## PROMPT
Count how many lines below include the string "CliError". Only that number should appear in the reply.

## DATASET
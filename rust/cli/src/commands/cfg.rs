//! Configuration command handler.
//!
//! Prints every setting with its value and source (`default`, `file` or
//! `env`) as pretty JSON:
//!
//! ```json
//! {
//!   "target_score": {
//!     "value": 200,
//!     "source": "default"
//!   },
//!   ...
//! }
//! ```

use crate::config;
use crate::error::CliError;
use crate::ui;
use std::io::Write;

pub fn handle_cfg_command(out: &mut dyn Write, err: &mut dyn Write) -> Result<(), CliError> {
    let resolved = match config::load_with_sources() {
        Ok(r) => r,
        Err(e) => {
            ui::write_error(err, &format!("Invalid configuration: {}", e))?;
            return Err(CliError::Config(format!("Invalid configuration: {}", e)));
        }
    };

    let config::ConfigResolved { config, sources } = resolved;
    let display = serde_json::json!({
        "target_score": {
            "value": config.target_score,
            "source": sources.target_score,
        },
        "seed": {
            "value": config.seed,
            "source": sources.seed,
        },
        "default_policy": {
            "value": config.default_policy,
            "source": sources.default_policy,
        },
        "computer_players": {
            "value": config.computer_players,
            "source": sources.computer_players,
        }
    });
    let json_str = serde_json::to_string_pretty(&display).map_err(std::io::Error::other)?;
    writeln!(out, "{}", json_str)?;
    Ok(())
}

## REPLY
3